Peggy Orenstein: How Should We Talk To Our Kids About Sex?

Apr 6, 2018

Part 3 of the TED Radio Hour episode Turning Kids Into Grown-Ups.

About Peggy Orenstein's TED Talk

Author Peggy Orenstein warns if parents don't educate kids about sex — the media will. She says that leads to risky behavior — and keeps young women from expecting equality in sexual relationships.

About Peggy Orenstein

For the past 25 years, Peggy Orenstein has written extensively on a wide range of issues affecting girls and women. From princess culture, to the adolescent confidence gap, to sex, she reveals uncomfortable truths about the role of girls and women in our culture — and its consequences.
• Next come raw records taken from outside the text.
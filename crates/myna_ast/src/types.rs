// myna_ast/types - spans, literals, operators, and semantic types
use serde::{Deserialize, Serialize};
use std::collections::BTreeMap;

/// Source region in line/column coordinates.
#[derive(Debug, Clone, PartialEq, Eq, Default, Serialize, Deserialize)]
pub struct Span {
    pub start_line: usize,
    pub start_column: usize,
    pub end_line: usize,
    pub end_column: usize,
}

impl Span {
    pub fn new(start_line: usize, start_column: usize, end_line: usize, end_column: usize) -> Self {
        Self {
            start_line,
            start_column,
            end_line,
            end_column,
        }
    }

    /// Span for nodes synthesized after parsing.
    pub fn dummy() -> Self {
        Self::default()
    }
}

/// Quoting form the literal used in myna source. All forms render to one
/// canonical double-quoted Java literal.
#[derive(Debug, Clone, Copy, PartialEq, Eq, Serialize, Deserialize)]
pub enum QuoteStyle {
    Single,
    Double,
    Triple,
}

#[derive(Debug, Clone, PartialEq, Serialize, Deserialize)]
pub enum Literal {
    String { value: String, quote: QuoteStyle },
    /// Numeric literal kept in source text form so bases and suffixes survive.
    Number(String),
    Boolean(bool),
    Character(char),
    Null,
}

#[derive(Debug, Clone, Copy, PartialEq, Eq, Serialize, Deserialize)]
pub enum PrimitiveKind {
    Boolean,
    Char,
    Byte,
    Short,
    Int,
    Long,
    Float,
    Double,
}

impl PrimitiveKind {
    pub fn keyword(&self) -> &'static str {
        match self {
            PrimitiveKind::Boolean => "boolean",
            PrimitiveKind::Char => "char",
            PrimitiveKind::Byte => "byte",
            PrimitiveKind::Short => "short",
            PrimitiveKind::Int => "int",
            PrimitiveKind::Long => "long",
            PrimitiveKind::Float => "float",
            PrimitiveKind::Double => "double",
        }
    }

    pub fn boxed_name(&self) -> &'static str {
        match self {
            PrimitiveKind::Boolean => "Boolean",
            PrimitiveKind::Char => "Character",
            PrimitiveKind::Byte => "Byte",
            PrimitiveKind::Short => "Short",
            PrimitiveKind::Int => "Integer",
            PrimitiveKind::Long => "Long",
            PrimitiveKind::Float => "Float",
            PrimitiveKind::Double => "Double",
        }
    }

    pub fn is_numeric(&self) -> bool {
        !matches!(self, PrimitiveKind::Boolean | PrimitiveKind::Char)
    }

    /// Position in the numeric widening chain, for least-upper-bound joins.
    pub fn widening_rank(&self) -> Option<u8> {
        match self {
            PrimitiveKind::Byte => Some(0),
            PrimitiveKind::Short => Some(1),
            PrimitiveKind::Int => Some(2),
            PrimitiveKind::Long => Some(3),
            PrimitiveKind::Float => Some(4),
            PrimitiveKind::Double => Some(5),
            PrimitiveKind::Boolean | PrimitiveKind::Char => None,
        }
    }
}

#[derive(Debug, Clone, PartialEq, Eq, Serialize, Deserialize)]
pub enum WildcardKind {
    Unbounded,
    Extends,
    Super,
}

/// Resolver-computed type of an expression or declaration.
#[derive(Debug, Clone, PartialEq, Serialize, Deserialize)]
pub enum SemanticType {
    Primitive(PrimitiveKind),
    Boxed(PrimitiveKind),
    Class {
        name: String,
        type_args: Vec<SemanticType>,
    },
    Array(Box<SemanticType>),
    Wildcard {
        kind: WildcardKind,
        bound: Option<Box<SemanticType>>,
    },
    Range(Box<SemanticType>),
    Function {
        params: Vec<SemanticType>,
        return_type: Box<SemanticType>,
    },
    Void,
    /// Type of the `null` literal.
    Null,
}

impl SemanticType {
    pub fn object() -> Self {
        SemanticType::Class {
            name: "java.lang.Object".to_string(),
            type_args: vec![],
        }
    }

    pub fn string() -> Self {
        SemanticType::Class {
            name: "java.lang.String".to_string(),
            type_args: vec![],
        }
    }

    pub fn class(name: &str) -> Self {
        SemanticType::Class {
            name: name.to_string(),
            type_args: vec![],
        }
    }

    pub fn generic(name: &str, type_args: Vec<SemanticType>) -> Self {
        SemanticType::Class {
            name: name.to_string(),
            type_args,
        }
    }

    pub fn int() -> Self {
        SemanticType::Primitive(PrimitiveKind::Int)
    }

    pub fn boolean() -> Self {
        SemanticType::Primitive(PrimitiveKind::Boolean)
    }

    pub fn array(element: SemanticType) -> Self {
        SemanticType::Array(Box::new(element))
    }

    pub fn is_boolean(&self) -> bool {
        matches!(self, SemanticType::Primitive(PrimitiveKind::Boolean))
    }

    pub fn is_boxed_boolean(&self) -> bool {
        matches!(self, SemanticType::Boxed(PrimitiveKind::Boolean))
    }

    pub fn is_array(&self) -> bool {
        matches!(self, SemanticType::Array(_))
    }

    pub fn is_string(&self) -> bool {
        matches!(self, SemanticType::Class { name, .. } if name == "java.lang.String" || name == "String")
    }

    pub fn is_numeric_primitive(&self) -> bool {
        matches!(self, SemanticType::Primitive(kind) if kind.is_numeric())
    }

    pub fn element_type(&self) -> Option<&SemanticType> {
        match self {
            SemanticType::Array(element) => Some(element),
            _ => None,
        }
    }

    /// Replace type-parameter references by name according to a resolved
    /// generic substitution.
    pub fn substitute(&self, substitution: &BTreeMap<String, SemanticType>) -> SemanticType {
        if substitution.is_empty() {
            return self.clone();
        }
        match self {
            SemanticType::Class { name, type_args } => {
                if type_args.is_empty() {
                    if let Some(replacement) = substitution.get(name) {
                        return replacement.clone();
                    }
                }
                SemanticType::Class {
                    name: name.clone(),
                    type_args: type_args
                        .iter()
                        .map(|arg| arg.substitute(substitution))
                        .collect(),
                }
            }
            SemanticType::Array(element) => {
                SemanticType::Array(Box::new(element.substitute(substitution)))
            }
            SemanticType::Wildcard { kind, bound } => SemanticType::Wildcard {
                kind: kind.clone(),
                bound: bound
                    .as_ref()
                    .map(|inner| Box::new(inner.substitute(substitution))),
            },
            SemanticType::Range(element) => {
                SemanticType::Range(Box::new(element.substitute(substitution)))
            }
            SemanticType::Function {
                params,
                return_type,
            } => SemanticType::Function {
                params: params
                    .iter()
                    .map(|param| param.substitute(substitution))
                    .collect(),
                return_type: Box::new(return_type.substitute(substitution)),
            },
            other => other.clone(),
        }
    }
}

#[derive(Debug, Clone, Copy, PartialEq, Eq, Serialize, Deserialize)]
pub enum BinaryOp {
    // Arithmetic
    Add,
    Subtract,
    Multiply,
    Divide,
    Modulo,
    // Comparison
    Equal,
    NotEqual,
    Less,
    LessEqual,
    Greater,
    GreaterEqual,
    // Logical
    And,
    Or,
    // Bitwise
    BitAnd,
    BitOr,
    BitXor,
    LeftShift,
    RightShift,
}

impl BinaryOp {
    /// Ordering comparisons that rewrite to `compareTo` when the operator
    /// resolves to a method.
    pub fn is_ordering(&self) -> bool {
        matches!(
            self,
            BinaryOp::Less | BinaryOp::LessEqual | BinaryOp::Greater | BinaryOp::GreaterEqual
        )
    }

    pub fn is_equality(&self) -> bool {
        matches!(self, BinaryOp::Equal | BinaryOp::NotEqual)
    }
}

#[derive(Debug, Clone, Copy, PartialEq, Eq, Serialize, Deserialize)]
pub enum UnaryOp {
    Not,
    Minus,
    Plus,
    BitNot,
    Increment,
    Decrement,
}

#[derive(Debug, Clone, Copy, PartialEq, Eq, Serialize, Deserialize)]
pub enum Visibility {
    Public,
    Protected,
    Private,
    Package,
}

#[derive(Debug, Clone, PartialEq, Serialize, Deserialize)]
pub struct Modifiers {
    pub visibility: Visibility,
    pub is_static: bool,
    pub is_final: bool,
    pub is_abstract: bool,
}

impl Default for Modifiers {
    fn default() -> Self {
        Self {
            visibility: Visibility::Public,
            is_static: false,
            is_final: false,
            is_abstract: false,
        }
    }
}
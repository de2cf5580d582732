// Effective type signatures, including call-site inference for untyped
// declarations.
use myna_ast::{
    CompilationUnit, DeclId, DeclTable, Expression, PrimitiveKind, SemanticType,
};
use std::cell::RefCell;
use std::collections::HashMap;
use std::rc::Rc;
use tracing::trace;

/// Supplies the effective Java-side type of resolved members. Explicit
/// declared types win; a parameter with no declared type is inferred once by
/// unifying the argument types observed at every call site of its method,
/// and the result is memoized for the lifetime of the run. Parameter types
/// do not affect call-site discovery, so a single scan suffices.
#[derive(Debug)]
pub struct TypeProvider {
    decls: Rc<DeclTable>,
    call_sites: HashMap<DeclId, Vec<Vec<SemanticType>>>,
    inferred: RefCell<HashMap<(DeclId, usize), SemanticType>>,
}

impl TypeProvider {
    pub fn empty() -> Self {
        Self {
            decls: Rc::new(DeclTable::new()),
            call_sites: HashMap::new(),
            inferred: RefCell::new(HashMap::new()),
        }
    }

    pub fn new(unit: &CompilationUnit, decls: Rc<DeclTable>) -> Self {
        let mut call_sites: HashMap<DeclId, Vec<Vec<SemanticType>>> = HashMap::new();
        unit.walk_expressions(&mut |expr| match expr {
            Expression::Call { resolved, args, .. } => {
                if let Some(id) = resolved.method_id() {
                    call_sites
                        .entry(id)
                        .or_default()
                        .push(args.iter().map(Expression::semantic_type).collect());
                }
            }
            Expression::New {
                constructor: Some(resolved),
                args,
                ..
            } => {
                if let Some(id) = resolved.method_id() {
                    call_sites
                        .entry(id)
                        .or_default()
                        .push(args.iter().map(Expression::semantic_type).collect());
                }
            }
            _ => {}
        });

        trace!(methods = call_sites.len(), "collected call sites");
        Self {
            decls,
            call_sites,
            inferred: RefCell::new(HashMap::new()),
        }
    }

    /// Effective type of a method parameter. Declared type wins; untyped
    /// parameters fall back to call-site inference, then the object type.
    pub fn parameter_type(&self, method: DeclId, index: usize) -> SemanticType {
        if let Some(decl) = self.decls.method(method) {
            if let Some(parameter) = decl.parameters.get(index) {
                if let Some(declared) = &parameter.declared_type {
                    return declared.clone();
                }
            }
        }
        if let Some(cached) = self.inferred.borrow().get(&(method, index)) {
            return cached.clone();
        }
        let inferred = self.infer_parameter(method, index);
        self.inferred
            .borrow_mut()
            .insert((method, index), inferred.clone());
        inferred
    }

    fn infer_parameter(&self, method: DeclId, index: usize) -> SemanticType {
        let Some(sites) = self.call_sites.get(&method) else {
            return SemanticType::object();
        };
        let mut joined: Option<SemanticType> = None;
        for args in sites {
            if let Some(arg_type) = args.get(index) {
                joined = Some(match joined {
                    Some(current) => Self::least_upper_bound(&current, arg_type),
                    None => arg_type.clone(),
                });
            }
        }
        joined.unwrap_or_else(SemanticType::object)
    }

    /// Effective return type: declared, or void for constructors and
    /// setters, or the object type.
    pub fn return_type(&self, method: DeclId) -> SemanticType {
        match self.decls.method(method) {
            Some(decl) => {
                if let Some(declared) = &decl.return_type {
                    declared.clone()
                } else if decl.is_constructor {
                    SemanticType::Void
                } else {
                    SemanticType::object()
                }
            }
            None => SemanticType::object(),
        }
    }

    /// Effective type of a local variable: declared, else the initializer's
    /// semantic type, else the object type.
    pub fn variable_type(
        &self,
        variable: DeclId,
        initializer: Option<&Expression>,
    ) -> SemanticType {
        if let Some(decl) = self.decls.variable(variable) {
            if let Some(declared) = &decl.declared_type {
                return declared.clone();
            }
        }
        match initializer.map(Expression::semantic_type) {
            Some(SemanticType::Null) | None => SemanticType::object(),
            Some(inferred) => inferred,
        }
    }

    /// Effective type of a closure parameter declaration.
    pub fn closure_parameter_type(&self, parameter: DeclId) -> SemanticType {
        self.decls
            .parameter(parameter)
            .and_then(|decl| decl.declared_type.clone())
            .unwrap_or_else(SemanticType::object)
    }

    /// Least upper bound over observed argument types: identical types join
    /// to themselves, numerics widen, null joins to the boxed form,
    /// everything else joins to the object type.
    pub fn least_upper_bound(left: &SemanticType, right: &SemanticType) -> SemanticType {
        if left == right {
            return left.clone();
        }
        match (left, right) {
            (SemanticType::Null, other) | (other, SemanticType::Null) => match other {
                SemanticType::Primitive(kind) => SemanticType::Boxed(*kind),
                _ => other.clone(),
            },
            (SemanticType::Primitive(a), SemanticType::Primitive(b)) => {
                match Self::wider(*a, *b) {
                    Some(kind) => SemanticType::Primitive(kind),
                    None => SemanticType::object(),
                }
            }
            (SemanticType::Primitive(a), SemanticType::Boxed(b))
            | (SemanticType::Boxed(a), SemanticType::Primitive(b))
            | (SemanticType::Boxed(a), SemanticType::Boxed(b)) => match Self::wider(*a, *b) {
                Some(kind) => SemanticType::Boxed(kind),
                None => SemanticType::object(),
            },
            _ => SemanticType::object(),
        }
    }

    fn wider(a: PrimitiveKind, b: PrimitiveKind) -> Option<PrimitiveKind> {
        if a == b {
            return Some(a);
        }
        let rank_a = a.widening_rank()?;
        let rank_b = b.widening_rank()?;
        Some(if rank_a >= rank_b { a } else { b })
    }
}
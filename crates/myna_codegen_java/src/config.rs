use serde::{Deserialize, Serialize};

/// Configuration options that drive Java code generation behaviour.
#[derive(Debug, Clone, PartialEq, Serialize, Deserialize)]
pub struct CodeGenConfig {
    /// Indentation string used when pretty-printing generated Java.
    pub indent: String,
    /// Class name used when a script unit does not name its own wrapper.
    pub script_main_class: String,
    /// Package holding the myna runtime support classes.
    pub runtime_package: String,
}

impl Default for CodeGenConfig {
    fn default() -> Self {
        Self {
            indent: "    ".to_string(),
            script_main_class: "Main".to_string(),
            runtime_package: "myna.runtime".to_string(),
        }
    }
}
She is the author of Girls And Sex, Schoolgirls, Cinderella Ate My Daughter, and most recently, Don't Call Me Princess. She is also a contributing writer for The New York Times Magazine.

Copyright 2018 NPR. To see more, visit


On the show today, ideas about Turning Kids Into Grown-ups. And just a quick note here, if you're listening with young kids, you might want to turn down the volume for this part of the show because, well, there's one topic that, frankly, a lot of parents have a really hard time with.


RAZ: Yeah (laughter).

ORENSTEIN: You don't have to freak out.

RAZ: You know, you're right. You're totally right.

ORENSTEIN: (Laughter) You really don't have to freak out.

RAZ: I'm just an uptight NPR host. I mean, I can't do much about it.

ORENSTEIN: As a collective unit, you guys, it's OK.

RAZ: This is Peggy Orenstein. She's an author and researcher probably best known for her book "Girls & Sex." And it's a pretty eye-opening look at teenage sex culture. Peggy spent three years interviewing girls aged 15 to 20 about their experiences. And on the TED stage, she described some of the things she discovered from those conversations.


ORENSTEIN: I should probably say right up top that, despite the hype, teenagers are not engaging in intercourse more often or at a younger age than they were 25 years ago. They are, however, engaging in other behavior. And when we ignore that, when we label that as not sex, that opens the door to risky behavior and disrespect. That's particularly true of oral sex, which teenagers consider to be less intimate than intercourse. Girls would tell me it's no big deal like they'd all read the same instruction manual, at least if boys were on the receiving end.

Young women had lots of reasons for participating. It made them feel desired. It was a way to boost social status. Sometimes it was a way to get out of an uncomfortable situation. I heard so many stories that I started asking, who is entitled to engage in an experience? Who is entitled to enjoy it? Who is the primary beneficiary? And how does each partner define good enough?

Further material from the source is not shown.